[Start of section]

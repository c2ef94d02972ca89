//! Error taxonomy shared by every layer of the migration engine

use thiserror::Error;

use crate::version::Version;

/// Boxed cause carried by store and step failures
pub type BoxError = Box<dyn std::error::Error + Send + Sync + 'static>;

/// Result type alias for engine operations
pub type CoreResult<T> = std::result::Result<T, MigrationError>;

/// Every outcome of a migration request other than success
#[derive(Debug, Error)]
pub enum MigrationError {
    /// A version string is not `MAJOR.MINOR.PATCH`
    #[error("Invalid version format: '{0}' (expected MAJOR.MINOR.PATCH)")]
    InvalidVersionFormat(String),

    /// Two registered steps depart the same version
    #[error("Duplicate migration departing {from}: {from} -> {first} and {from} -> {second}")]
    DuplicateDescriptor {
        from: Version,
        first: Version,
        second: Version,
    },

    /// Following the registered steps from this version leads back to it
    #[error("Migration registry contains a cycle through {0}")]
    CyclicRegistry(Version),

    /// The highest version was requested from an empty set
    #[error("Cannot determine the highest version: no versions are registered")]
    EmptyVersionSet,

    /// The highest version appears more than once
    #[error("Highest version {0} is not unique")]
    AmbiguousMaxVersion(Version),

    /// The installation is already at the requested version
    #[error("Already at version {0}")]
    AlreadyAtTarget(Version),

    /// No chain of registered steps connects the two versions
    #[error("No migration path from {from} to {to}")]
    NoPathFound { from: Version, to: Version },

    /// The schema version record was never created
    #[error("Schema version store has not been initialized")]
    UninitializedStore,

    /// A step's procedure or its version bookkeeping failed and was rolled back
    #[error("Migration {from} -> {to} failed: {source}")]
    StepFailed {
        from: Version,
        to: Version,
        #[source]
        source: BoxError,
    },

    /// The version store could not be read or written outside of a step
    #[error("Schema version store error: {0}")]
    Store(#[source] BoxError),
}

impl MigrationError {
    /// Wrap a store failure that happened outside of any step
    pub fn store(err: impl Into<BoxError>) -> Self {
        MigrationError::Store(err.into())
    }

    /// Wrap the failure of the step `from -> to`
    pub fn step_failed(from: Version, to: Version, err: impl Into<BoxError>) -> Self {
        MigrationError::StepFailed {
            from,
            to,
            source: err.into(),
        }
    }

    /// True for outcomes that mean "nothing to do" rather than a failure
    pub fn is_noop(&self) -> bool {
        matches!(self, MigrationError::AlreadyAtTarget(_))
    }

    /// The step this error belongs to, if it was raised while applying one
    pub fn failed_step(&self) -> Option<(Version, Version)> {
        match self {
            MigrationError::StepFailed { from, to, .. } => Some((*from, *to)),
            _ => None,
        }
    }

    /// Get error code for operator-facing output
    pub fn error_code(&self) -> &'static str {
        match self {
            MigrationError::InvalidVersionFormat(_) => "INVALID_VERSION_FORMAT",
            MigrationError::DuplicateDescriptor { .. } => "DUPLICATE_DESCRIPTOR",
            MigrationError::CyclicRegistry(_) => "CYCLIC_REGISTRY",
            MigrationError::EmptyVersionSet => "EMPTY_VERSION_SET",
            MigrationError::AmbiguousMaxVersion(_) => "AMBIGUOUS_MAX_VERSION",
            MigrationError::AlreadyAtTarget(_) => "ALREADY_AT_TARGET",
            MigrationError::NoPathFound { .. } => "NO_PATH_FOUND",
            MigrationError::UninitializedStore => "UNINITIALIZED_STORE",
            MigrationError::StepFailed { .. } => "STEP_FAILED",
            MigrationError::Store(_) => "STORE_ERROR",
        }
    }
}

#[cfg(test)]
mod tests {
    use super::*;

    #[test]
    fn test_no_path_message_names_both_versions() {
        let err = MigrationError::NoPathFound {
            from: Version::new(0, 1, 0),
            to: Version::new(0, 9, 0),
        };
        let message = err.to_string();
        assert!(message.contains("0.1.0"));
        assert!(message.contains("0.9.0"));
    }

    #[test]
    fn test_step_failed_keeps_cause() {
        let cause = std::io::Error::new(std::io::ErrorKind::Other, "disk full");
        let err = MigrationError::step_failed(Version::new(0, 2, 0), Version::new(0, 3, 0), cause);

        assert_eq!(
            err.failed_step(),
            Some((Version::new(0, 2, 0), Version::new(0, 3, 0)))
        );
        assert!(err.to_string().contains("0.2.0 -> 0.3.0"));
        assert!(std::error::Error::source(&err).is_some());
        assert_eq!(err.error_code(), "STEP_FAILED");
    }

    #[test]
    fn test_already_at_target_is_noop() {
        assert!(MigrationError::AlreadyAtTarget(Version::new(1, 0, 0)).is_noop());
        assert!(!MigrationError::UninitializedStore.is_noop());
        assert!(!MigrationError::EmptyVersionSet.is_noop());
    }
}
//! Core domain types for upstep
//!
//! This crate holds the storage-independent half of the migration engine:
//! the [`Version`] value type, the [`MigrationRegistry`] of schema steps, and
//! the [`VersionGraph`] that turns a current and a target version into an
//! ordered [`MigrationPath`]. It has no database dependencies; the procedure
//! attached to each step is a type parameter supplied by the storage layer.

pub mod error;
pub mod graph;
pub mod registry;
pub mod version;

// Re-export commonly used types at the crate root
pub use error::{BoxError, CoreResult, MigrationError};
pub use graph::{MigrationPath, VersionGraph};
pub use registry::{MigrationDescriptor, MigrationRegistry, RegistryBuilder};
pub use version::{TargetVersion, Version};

[End of section]
[Start of section]

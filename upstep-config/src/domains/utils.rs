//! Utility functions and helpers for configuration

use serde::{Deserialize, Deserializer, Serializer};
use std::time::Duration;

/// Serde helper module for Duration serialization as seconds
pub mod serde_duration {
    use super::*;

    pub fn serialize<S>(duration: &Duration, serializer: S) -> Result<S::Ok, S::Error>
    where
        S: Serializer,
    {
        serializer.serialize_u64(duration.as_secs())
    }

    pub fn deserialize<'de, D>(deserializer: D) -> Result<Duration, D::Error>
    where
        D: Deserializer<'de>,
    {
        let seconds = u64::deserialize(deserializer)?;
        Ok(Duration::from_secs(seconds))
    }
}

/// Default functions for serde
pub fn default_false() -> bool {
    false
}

[End of section]
[Start of section]

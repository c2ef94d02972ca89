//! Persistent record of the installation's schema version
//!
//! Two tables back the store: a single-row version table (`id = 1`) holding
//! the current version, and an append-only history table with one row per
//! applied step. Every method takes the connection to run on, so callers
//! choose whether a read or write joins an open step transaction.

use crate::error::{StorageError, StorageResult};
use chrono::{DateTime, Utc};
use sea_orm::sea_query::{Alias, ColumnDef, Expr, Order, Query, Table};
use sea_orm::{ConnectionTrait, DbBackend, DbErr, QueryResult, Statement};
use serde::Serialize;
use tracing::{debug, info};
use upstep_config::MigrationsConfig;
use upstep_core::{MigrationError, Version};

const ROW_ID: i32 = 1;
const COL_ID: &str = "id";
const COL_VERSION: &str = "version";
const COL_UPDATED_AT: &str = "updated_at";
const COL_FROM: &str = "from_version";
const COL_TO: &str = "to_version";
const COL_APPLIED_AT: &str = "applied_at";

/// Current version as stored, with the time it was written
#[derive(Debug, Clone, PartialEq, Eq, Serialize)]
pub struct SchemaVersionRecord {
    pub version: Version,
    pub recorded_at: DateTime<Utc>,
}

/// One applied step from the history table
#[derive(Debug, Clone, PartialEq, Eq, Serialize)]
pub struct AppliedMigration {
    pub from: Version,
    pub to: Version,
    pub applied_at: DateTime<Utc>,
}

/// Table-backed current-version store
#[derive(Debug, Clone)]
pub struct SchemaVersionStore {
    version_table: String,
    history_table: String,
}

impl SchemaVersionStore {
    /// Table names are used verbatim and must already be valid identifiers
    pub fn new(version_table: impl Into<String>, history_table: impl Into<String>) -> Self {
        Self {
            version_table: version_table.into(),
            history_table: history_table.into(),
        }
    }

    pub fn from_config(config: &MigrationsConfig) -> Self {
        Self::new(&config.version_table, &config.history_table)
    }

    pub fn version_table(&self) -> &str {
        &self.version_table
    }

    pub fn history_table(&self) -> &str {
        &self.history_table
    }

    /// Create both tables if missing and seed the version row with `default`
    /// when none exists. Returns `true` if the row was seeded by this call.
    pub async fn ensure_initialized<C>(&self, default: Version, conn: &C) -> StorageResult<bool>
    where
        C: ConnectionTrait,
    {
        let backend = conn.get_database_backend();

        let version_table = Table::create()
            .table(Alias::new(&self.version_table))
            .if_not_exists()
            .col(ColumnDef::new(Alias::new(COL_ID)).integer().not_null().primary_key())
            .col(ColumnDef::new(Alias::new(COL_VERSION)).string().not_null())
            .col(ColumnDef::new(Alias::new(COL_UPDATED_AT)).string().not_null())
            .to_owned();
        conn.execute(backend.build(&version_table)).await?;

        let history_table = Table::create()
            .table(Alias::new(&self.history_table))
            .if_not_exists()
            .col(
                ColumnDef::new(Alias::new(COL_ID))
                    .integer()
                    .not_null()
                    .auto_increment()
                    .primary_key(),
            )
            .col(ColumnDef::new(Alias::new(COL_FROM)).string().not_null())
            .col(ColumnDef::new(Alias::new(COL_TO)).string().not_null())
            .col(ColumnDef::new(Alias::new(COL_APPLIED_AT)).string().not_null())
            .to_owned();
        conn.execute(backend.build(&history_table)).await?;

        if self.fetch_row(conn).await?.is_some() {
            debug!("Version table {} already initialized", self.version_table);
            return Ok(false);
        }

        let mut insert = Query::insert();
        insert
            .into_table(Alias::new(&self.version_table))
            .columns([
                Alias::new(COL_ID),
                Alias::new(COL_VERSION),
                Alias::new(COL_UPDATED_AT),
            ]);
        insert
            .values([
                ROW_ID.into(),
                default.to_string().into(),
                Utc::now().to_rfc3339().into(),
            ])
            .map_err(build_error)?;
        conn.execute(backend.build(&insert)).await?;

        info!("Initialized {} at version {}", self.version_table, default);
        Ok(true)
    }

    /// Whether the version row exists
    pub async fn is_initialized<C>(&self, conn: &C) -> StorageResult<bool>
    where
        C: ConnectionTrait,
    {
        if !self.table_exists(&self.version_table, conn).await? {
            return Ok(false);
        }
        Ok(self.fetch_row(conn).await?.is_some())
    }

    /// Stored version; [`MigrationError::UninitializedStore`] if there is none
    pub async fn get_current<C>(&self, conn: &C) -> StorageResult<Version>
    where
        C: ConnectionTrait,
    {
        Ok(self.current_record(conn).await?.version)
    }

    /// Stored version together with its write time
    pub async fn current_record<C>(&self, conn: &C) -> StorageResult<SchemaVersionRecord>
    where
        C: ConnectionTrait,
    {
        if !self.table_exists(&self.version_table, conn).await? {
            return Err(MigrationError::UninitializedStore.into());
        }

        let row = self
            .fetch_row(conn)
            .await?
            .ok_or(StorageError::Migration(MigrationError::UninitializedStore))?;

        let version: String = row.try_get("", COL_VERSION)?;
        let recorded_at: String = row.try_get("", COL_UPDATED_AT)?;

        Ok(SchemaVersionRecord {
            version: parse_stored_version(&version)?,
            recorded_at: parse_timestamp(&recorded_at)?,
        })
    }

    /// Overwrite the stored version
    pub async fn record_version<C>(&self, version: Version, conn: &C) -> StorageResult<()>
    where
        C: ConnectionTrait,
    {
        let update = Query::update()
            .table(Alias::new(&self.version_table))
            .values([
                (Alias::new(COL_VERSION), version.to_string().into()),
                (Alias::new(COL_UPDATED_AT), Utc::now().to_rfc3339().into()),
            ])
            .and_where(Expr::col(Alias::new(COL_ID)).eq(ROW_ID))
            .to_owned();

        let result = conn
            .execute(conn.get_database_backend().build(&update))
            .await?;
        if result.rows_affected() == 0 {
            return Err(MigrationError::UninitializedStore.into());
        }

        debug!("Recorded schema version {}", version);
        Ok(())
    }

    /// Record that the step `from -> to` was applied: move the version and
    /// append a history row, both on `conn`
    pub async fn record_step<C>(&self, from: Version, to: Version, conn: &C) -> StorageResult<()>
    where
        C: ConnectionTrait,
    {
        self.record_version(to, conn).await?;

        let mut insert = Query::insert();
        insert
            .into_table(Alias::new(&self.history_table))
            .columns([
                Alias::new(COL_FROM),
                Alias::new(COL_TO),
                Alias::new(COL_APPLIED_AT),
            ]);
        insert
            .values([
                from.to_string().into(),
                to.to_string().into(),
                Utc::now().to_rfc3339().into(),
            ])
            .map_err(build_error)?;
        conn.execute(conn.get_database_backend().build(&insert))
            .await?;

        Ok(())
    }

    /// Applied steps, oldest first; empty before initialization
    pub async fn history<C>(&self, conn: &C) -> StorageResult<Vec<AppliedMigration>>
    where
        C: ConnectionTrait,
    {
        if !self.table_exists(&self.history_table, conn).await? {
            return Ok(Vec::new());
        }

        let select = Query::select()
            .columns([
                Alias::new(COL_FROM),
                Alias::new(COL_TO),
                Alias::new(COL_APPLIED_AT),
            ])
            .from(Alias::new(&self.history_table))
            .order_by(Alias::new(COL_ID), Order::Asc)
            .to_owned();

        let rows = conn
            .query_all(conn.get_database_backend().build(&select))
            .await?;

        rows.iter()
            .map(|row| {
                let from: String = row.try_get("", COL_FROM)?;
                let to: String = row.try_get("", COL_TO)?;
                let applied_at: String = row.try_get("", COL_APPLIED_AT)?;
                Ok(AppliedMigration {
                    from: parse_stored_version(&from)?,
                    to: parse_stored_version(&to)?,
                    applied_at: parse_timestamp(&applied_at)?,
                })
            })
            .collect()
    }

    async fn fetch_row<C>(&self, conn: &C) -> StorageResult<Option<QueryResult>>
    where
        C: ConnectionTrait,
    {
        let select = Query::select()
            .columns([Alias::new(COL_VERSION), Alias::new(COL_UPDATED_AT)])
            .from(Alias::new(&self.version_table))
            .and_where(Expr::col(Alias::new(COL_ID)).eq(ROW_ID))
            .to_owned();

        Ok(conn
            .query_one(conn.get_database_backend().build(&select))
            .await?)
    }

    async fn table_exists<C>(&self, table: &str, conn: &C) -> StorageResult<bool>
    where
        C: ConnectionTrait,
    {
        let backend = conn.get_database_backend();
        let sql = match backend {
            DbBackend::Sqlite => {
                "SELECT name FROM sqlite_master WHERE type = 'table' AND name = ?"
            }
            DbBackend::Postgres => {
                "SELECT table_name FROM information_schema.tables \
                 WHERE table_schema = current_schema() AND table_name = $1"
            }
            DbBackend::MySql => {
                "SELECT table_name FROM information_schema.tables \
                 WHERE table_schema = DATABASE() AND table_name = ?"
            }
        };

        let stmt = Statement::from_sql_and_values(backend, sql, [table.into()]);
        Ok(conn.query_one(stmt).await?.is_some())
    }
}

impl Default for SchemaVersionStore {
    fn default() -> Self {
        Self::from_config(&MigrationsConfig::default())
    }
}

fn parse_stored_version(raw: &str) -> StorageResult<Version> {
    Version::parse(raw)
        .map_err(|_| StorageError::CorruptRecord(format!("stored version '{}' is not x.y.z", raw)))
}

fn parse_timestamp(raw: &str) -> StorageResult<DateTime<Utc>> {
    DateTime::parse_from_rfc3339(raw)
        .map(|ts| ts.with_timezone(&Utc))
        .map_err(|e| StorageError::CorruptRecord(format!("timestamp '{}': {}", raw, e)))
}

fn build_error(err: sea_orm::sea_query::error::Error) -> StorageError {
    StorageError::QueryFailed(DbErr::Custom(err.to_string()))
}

[End of section]

§ **Task objective**:
How many lines of the material contain the string "engine"? Answer with the number and nothing else.

§ **Expected answer**:
3